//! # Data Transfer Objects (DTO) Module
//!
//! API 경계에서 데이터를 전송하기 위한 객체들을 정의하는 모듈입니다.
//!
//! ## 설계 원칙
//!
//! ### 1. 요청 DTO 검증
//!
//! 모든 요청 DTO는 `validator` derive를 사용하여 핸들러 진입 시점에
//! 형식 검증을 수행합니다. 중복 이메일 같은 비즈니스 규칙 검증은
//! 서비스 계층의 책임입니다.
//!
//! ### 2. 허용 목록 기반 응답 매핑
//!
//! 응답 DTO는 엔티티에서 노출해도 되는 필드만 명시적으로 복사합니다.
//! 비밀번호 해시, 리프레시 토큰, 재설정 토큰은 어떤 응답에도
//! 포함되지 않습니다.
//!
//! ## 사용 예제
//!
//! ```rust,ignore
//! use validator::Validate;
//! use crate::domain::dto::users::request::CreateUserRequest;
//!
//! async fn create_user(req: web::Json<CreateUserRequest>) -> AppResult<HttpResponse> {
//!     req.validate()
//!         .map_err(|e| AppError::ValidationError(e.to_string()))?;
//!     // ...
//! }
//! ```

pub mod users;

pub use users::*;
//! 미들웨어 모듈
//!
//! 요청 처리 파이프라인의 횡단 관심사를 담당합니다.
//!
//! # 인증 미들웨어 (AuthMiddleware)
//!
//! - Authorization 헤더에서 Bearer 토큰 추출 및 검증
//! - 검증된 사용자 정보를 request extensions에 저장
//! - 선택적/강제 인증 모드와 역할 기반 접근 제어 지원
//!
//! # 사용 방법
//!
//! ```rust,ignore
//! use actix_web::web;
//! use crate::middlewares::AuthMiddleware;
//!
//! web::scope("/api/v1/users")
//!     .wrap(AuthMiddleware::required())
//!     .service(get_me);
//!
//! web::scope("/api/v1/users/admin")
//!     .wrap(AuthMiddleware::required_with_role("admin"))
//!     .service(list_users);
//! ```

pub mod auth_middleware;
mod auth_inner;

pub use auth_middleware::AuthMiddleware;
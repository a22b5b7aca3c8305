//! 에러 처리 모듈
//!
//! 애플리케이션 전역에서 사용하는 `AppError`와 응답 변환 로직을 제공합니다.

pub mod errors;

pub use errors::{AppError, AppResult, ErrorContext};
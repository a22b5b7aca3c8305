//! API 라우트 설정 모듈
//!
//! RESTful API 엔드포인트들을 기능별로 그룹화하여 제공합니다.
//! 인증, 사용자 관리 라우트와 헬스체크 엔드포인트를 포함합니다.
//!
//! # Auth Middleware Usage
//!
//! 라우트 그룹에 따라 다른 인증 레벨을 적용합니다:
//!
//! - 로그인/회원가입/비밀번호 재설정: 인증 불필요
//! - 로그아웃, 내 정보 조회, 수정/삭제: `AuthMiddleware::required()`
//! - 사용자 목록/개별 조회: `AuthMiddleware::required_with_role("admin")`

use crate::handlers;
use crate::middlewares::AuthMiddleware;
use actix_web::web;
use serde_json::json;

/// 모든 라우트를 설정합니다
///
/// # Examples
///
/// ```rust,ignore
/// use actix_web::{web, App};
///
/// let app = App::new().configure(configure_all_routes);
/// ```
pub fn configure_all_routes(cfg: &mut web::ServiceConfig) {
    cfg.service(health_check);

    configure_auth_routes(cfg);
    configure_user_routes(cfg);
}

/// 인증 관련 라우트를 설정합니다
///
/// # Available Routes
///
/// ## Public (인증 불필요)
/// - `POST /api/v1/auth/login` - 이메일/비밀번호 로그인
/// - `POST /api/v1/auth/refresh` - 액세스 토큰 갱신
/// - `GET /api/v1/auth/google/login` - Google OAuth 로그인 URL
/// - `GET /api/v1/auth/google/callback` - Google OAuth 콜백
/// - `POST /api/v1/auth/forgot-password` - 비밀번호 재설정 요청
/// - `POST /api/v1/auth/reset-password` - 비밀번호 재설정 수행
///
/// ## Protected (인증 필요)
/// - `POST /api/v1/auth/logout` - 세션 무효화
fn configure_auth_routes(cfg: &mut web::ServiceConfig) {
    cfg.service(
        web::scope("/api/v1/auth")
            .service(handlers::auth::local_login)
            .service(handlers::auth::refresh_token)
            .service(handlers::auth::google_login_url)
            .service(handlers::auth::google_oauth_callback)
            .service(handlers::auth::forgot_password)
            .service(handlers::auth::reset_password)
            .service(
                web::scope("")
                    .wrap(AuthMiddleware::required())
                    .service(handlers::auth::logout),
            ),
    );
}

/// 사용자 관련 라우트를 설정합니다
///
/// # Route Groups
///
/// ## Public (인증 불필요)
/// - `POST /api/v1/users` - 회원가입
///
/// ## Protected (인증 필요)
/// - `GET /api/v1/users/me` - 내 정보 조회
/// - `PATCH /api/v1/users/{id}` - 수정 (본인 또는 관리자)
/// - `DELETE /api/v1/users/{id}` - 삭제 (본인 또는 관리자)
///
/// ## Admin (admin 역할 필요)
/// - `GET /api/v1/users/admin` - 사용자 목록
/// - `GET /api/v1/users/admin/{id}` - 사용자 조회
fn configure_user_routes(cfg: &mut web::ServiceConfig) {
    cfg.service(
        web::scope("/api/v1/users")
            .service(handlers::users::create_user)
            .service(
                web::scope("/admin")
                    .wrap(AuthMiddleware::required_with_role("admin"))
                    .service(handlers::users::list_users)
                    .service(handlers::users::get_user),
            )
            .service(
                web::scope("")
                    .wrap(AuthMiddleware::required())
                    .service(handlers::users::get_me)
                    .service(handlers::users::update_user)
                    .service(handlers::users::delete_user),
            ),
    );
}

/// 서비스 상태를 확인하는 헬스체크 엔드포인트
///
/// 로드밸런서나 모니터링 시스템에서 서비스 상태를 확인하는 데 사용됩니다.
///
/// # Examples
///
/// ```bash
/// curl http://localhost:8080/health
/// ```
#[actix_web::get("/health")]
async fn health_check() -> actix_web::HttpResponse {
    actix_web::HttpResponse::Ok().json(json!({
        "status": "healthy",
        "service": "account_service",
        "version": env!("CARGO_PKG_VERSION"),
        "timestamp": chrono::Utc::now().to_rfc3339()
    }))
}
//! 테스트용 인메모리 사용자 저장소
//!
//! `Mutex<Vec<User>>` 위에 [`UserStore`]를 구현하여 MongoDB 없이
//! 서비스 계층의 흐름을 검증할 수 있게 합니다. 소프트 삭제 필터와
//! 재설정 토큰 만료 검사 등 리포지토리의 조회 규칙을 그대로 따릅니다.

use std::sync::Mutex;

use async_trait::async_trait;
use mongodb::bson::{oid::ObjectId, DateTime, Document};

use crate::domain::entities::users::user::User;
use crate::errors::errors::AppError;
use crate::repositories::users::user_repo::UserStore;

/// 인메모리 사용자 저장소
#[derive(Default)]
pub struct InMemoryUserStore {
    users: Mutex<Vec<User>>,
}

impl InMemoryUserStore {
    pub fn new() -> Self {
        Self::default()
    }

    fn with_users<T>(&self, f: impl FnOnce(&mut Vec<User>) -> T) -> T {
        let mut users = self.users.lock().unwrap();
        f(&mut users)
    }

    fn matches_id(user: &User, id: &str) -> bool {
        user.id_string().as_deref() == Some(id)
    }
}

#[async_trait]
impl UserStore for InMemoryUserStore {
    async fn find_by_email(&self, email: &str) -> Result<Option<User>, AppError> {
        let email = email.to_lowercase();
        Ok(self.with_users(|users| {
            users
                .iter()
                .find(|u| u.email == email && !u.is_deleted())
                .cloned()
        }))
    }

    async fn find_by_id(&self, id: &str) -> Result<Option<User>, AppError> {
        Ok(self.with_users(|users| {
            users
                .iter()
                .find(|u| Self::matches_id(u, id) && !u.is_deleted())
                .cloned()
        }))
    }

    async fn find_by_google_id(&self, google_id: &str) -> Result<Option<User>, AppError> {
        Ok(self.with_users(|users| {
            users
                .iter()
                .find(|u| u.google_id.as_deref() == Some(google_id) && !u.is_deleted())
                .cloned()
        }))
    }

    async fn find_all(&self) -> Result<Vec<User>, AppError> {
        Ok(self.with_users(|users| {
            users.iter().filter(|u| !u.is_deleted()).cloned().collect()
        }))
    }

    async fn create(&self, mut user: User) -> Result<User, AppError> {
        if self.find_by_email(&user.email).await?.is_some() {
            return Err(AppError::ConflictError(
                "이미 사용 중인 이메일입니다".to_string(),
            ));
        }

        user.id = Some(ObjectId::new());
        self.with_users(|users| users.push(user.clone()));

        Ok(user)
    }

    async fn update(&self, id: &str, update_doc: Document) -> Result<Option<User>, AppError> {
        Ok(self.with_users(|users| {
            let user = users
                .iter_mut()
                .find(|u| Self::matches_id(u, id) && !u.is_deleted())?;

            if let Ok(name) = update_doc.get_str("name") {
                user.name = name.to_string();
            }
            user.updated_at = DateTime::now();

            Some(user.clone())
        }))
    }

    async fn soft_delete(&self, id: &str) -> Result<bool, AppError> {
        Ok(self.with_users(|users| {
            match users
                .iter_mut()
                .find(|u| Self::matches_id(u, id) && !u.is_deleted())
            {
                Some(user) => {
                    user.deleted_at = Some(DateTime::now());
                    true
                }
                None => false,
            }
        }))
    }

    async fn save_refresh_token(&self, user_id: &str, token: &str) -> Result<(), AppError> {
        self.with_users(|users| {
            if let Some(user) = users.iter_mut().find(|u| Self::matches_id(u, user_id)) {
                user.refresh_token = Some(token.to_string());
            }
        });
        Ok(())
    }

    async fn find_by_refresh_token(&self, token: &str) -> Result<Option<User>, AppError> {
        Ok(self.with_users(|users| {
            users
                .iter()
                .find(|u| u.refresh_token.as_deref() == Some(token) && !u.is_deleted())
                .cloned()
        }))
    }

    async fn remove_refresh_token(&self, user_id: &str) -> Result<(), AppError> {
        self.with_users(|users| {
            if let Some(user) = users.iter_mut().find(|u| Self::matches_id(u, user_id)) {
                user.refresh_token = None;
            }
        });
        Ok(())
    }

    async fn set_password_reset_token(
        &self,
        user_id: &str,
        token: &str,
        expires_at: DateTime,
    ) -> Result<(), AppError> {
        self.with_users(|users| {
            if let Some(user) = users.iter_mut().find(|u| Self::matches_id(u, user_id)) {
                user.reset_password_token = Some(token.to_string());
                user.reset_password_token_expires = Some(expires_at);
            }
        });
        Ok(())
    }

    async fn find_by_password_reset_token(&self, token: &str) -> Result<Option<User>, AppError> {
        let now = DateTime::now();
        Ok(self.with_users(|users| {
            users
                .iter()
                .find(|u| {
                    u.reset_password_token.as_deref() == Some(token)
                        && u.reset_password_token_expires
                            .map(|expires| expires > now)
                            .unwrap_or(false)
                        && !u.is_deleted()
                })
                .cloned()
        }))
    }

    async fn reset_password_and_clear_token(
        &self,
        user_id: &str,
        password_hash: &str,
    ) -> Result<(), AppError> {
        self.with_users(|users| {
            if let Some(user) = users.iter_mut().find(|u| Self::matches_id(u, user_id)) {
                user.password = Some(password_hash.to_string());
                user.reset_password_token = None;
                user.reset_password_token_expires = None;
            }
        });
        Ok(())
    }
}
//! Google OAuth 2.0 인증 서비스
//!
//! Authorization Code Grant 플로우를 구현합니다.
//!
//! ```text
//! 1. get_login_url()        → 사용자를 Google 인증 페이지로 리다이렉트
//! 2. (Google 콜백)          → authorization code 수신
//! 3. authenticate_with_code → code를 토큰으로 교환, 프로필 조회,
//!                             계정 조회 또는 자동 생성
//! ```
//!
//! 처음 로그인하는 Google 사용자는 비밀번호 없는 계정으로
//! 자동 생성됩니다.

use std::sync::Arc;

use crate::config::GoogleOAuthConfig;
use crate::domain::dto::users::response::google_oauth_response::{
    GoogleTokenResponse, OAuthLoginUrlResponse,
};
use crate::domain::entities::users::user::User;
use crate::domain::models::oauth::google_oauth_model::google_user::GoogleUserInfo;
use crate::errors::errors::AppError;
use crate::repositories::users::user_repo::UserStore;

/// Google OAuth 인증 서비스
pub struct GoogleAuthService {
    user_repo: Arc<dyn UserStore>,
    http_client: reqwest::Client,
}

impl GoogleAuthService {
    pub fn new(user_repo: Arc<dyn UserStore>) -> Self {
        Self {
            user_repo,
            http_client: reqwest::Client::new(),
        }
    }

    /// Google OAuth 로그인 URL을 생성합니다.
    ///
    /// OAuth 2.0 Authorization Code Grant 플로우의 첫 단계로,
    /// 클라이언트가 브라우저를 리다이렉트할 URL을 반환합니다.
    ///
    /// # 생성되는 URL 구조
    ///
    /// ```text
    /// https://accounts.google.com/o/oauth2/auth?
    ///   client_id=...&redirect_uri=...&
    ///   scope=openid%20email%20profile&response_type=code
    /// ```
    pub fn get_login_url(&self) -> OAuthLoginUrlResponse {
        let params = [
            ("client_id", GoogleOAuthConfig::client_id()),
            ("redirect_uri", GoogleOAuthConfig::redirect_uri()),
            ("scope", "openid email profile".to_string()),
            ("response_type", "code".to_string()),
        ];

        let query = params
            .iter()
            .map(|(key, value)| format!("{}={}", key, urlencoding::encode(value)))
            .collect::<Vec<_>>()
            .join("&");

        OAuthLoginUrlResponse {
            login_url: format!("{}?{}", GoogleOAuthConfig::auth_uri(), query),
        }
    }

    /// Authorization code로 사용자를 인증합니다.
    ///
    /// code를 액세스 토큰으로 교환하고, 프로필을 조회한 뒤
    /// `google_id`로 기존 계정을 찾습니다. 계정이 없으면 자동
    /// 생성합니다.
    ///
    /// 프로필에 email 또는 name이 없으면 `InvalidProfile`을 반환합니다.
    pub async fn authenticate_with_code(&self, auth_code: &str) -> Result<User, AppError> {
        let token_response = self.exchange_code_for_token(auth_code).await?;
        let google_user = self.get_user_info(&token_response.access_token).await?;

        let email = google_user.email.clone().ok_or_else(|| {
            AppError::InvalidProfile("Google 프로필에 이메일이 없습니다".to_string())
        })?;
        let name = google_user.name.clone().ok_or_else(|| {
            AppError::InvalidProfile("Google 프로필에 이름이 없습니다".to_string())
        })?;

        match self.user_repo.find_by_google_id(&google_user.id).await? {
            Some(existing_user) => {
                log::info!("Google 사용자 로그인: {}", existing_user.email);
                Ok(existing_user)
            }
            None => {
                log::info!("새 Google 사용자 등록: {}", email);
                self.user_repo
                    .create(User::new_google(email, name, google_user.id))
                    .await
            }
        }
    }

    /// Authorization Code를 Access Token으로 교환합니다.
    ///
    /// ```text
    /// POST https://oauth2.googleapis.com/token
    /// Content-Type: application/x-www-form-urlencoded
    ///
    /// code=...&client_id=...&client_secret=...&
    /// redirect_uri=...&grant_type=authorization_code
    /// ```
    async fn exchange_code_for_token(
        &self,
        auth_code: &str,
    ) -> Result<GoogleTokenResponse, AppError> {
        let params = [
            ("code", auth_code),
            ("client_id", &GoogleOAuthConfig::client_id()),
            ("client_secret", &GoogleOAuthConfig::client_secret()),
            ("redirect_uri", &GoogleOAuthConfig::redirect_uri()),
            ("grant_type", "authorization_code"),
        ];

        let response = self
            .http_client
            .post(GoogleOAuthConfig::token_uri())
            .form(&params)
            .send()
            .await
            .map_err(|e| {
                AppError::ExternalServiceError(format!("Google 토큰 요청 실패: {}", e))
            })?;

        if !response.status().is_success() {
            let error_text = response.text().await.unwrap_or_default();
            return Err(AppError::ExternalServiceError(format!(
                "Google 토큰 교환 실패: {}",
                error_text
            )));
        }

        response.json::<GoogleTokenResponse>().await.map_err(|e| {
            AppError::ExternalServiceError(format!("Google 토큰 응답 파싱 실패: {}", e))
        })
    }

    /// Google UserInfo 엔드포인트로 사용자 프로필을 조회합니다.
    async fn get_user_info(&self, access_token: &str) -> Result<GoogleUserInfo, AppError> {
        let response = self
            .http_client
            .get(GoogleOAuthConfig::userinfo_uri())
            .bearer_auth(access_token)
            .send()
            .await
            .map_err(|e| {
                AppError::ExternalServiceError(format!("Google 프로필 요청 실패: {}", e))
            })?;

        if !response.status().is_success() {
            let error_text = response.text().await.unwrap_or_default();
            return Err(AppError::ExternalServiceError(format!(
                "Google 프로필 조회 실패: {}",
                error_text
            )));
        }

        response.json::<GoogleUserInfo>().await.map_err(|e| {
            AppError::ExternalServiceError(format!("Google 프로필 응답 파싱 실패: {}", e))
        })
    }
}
◆ ◆ ◆ ◆ ◆ ◆ ◆
▶ [EXERCISE BRIEF]
The lines holding the word "scope" are the answer. Pull them out of the records and copy them.

▶ [FINISHED EXERCISE]
//! web::scope("/api/v1/users")
//! web::scope("/api/v1/users/admin")
        web::scope("/api/v1/auth")
                web::scope("")
        web::scope("/api/v1/users")
                web::scope("/admin")
                web::scope("")
    ///   scope=openid%20email%20profile&response_type=code
            ("scope", "openid email profile".to_string()),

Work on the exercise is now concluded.